Buoyancy In areas with a high water table, buoyancy will be a concern. The weight of soil taken out for the cut-andcover tunnel can be less than the weight of the tunnel structure. In addition to the procedures above, buoyancy calculations involve a stability analysis. For the final condition, the weight of the tunnel section must be greater than the upward net hydrostatic pressure. It is conservative not to take advantage of side friction acting on the tunnel walls. However, in some cases, considering construction methods and the in situ soil, side friction can be used in the calculations. For tunnel sections where the excavation support wall is used as the final structure, the weight of the full wall above and below the tunnel section may be used to resist buoyancy. Calculations for buoyancy must be done for temporary construction stages as well as for the final condition. The calculations must be consistent with specified requirements for dewatering, as required, for various stages of the excavation and construction.

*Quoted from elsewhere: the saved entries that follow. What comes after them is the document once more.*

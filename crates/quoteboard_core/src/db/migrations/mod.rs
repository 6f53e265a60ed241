//! SQLite migration registry and executor.
//!
//! # Responsibility
//! - Register schema migrations in strictly increasing order.
//! - Bring a connection from its stored schema version to the latest one
//!   inside a single transaction.
//!
//! # Invariants
//! - `version` values must remain monotonic.
//! - Each applied step is mirrored to `PRAGMA user_version`.
//! - `quote.quote_id` is `AUTOINCREMENT`, so deleted ids are never reissued.

use crate::db::{DbError, DbResult};
use log::{debug, info};
use rusqlite::{Connection, Transaction};
use std::cmp::Ordering;

#[derive(Debug, Clone, Copy)]
struct Migration {
    version: u32,
    sql: &'static str,
}

impl Migration {
    fn apply(&self, tx: &Transaction<'_>) -> DbResult<()> {
        tx.execute_batch(self.sql)?;
        tx.pragma_update(None, "user_version", self.version)?;
        debug!(
            "event=db_migrate_step module=db status=ok version={}",
            self.version
        );
        Ok(())
    }
}

const MIGRATIONS: &[Migration] = &[Migration {
    version: 1,
    sql: include_str!("0001_init.sql"),
}];

/// Returns the latest migration version known by this binary.
pub fn latest_version() -> u32 {
    MIGRATIONS.last().map_or(0, |migration| migration.version)
}

/// Upgrades the connection's schema to `latest_version()`.
///
/// # Errors
/// - `UnsupportedSchemaVersion` when the database is newer than this binary.
/// - Any SQLite failure; the transaction is rolled back on drop.
pub fn apply_migrations(conn: &mut Connection) -> DbResult<()> {
    let from = schema_version(conn)?;
    let to = latest_version();

    match from.cmp(&to) {
        Ordering::Greater => {
            return Err(DbError::UnsupportedSchemaVersion {
                db_version: from,
                latest_supported: to,
            })
        }
        Ordering::Equal => {
            debug!("event=db_migrate module=db status=skip version={from}");
            return Ok(());
        }
        Ordering::Less => {}
    }

    let tx = conn.transaction()?;
    for migration in pending(from) {
        migration.apply(&tx)?;
    }
    tx.commit()?;

    info!("event=db_migrate module=db status=ok from_version={from} to_version={to}");
    Ok(())
}

fn pending(from: u32) -> impl Iterator<Item = &'static Migration> {
    MIGRATIONS
        .iter()
        .filter(move |migration| migration.version > from)
}

fn schema_version(conn: &Connection) -> DbResult<u32> {
    Ok(conn.pragma_query_value(None, "user_version", |row| row.get(0))?)
}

Evaluation of Construction Impact and Mitigation An important issue for cut-and-cover tunnel analysis and design is the evaluation and mitigation of construction impacts. By the nature of the methods used, cut-and-cover construction can be more disruptive than bored tunnels. It is important for structural engineers to be familiar with analytical aspects of evaluating soil movement and the impacts it can have on existing buildings and utilities at the construction site. Soil movement can be due to the following:

• Inward movement of excavation support walls. Walls will deflect into cut-and-cover excavation prior to installation of each level of struts or tiebacks supporting the wall. The movement is not recoverable. At each level of excavation support, a certain amount of inward movement will have been recorded, and this is the starting deflection for the next stage of excavation. Therefore, whether using a frame model with assumed applied loads or a finite element analysis, the analysis is nonlinear. • Consolidation due to dewatering. In excavations where the water table is high, it is often necessary to dewater inside to avoid instability. Dewatering inside the cut leads to a drop in the hydrostatic pressure outside the cut. Depending on the soil strata, this can lead to consolidation. Existing buildings and facilities must be evaluated for estimated soil movement during excavation. This evaluation depends on the type of existing structure, its distance and orientation from the excavation, and other parameters. The analysis is site specific, and it can be very complex. Empirical methods and screening tools are available to more generally characterize impacts. These approaches are a good way to analytically get a handle on this complex problem. Many tools available to mitigate, measure, and control adverse impacts from soil movement, including: • Design of stiffer and more watertight excavation support walls • More closely spaced and stiffer excavation support braces and tiebacks © 2001 by CRC Press LLC

• Pre-excavation soil improvement • Specification of limiting values for allowable movements of excavation support walls, soil profiles, and allowable impacts to depressing the water table during construction • Measurement of these impacts by a program of geotechnical and structural instrumentation during excavation • Requirement for mitigation plans to react to situations where movement measurements approach allowable limits

15B.4

Tunnel Linings for Bored and Mined Tunnels

This section describes basic principles for the selection and design of lining systems for bored and mined tunnels. For a greater overview of these principles, see Kuesel [7]. For detailed application in the realm of tunnels in hard ground, see U.S. Army Corps of Engineers Manual, Tunnels and Shafts in Rock [8].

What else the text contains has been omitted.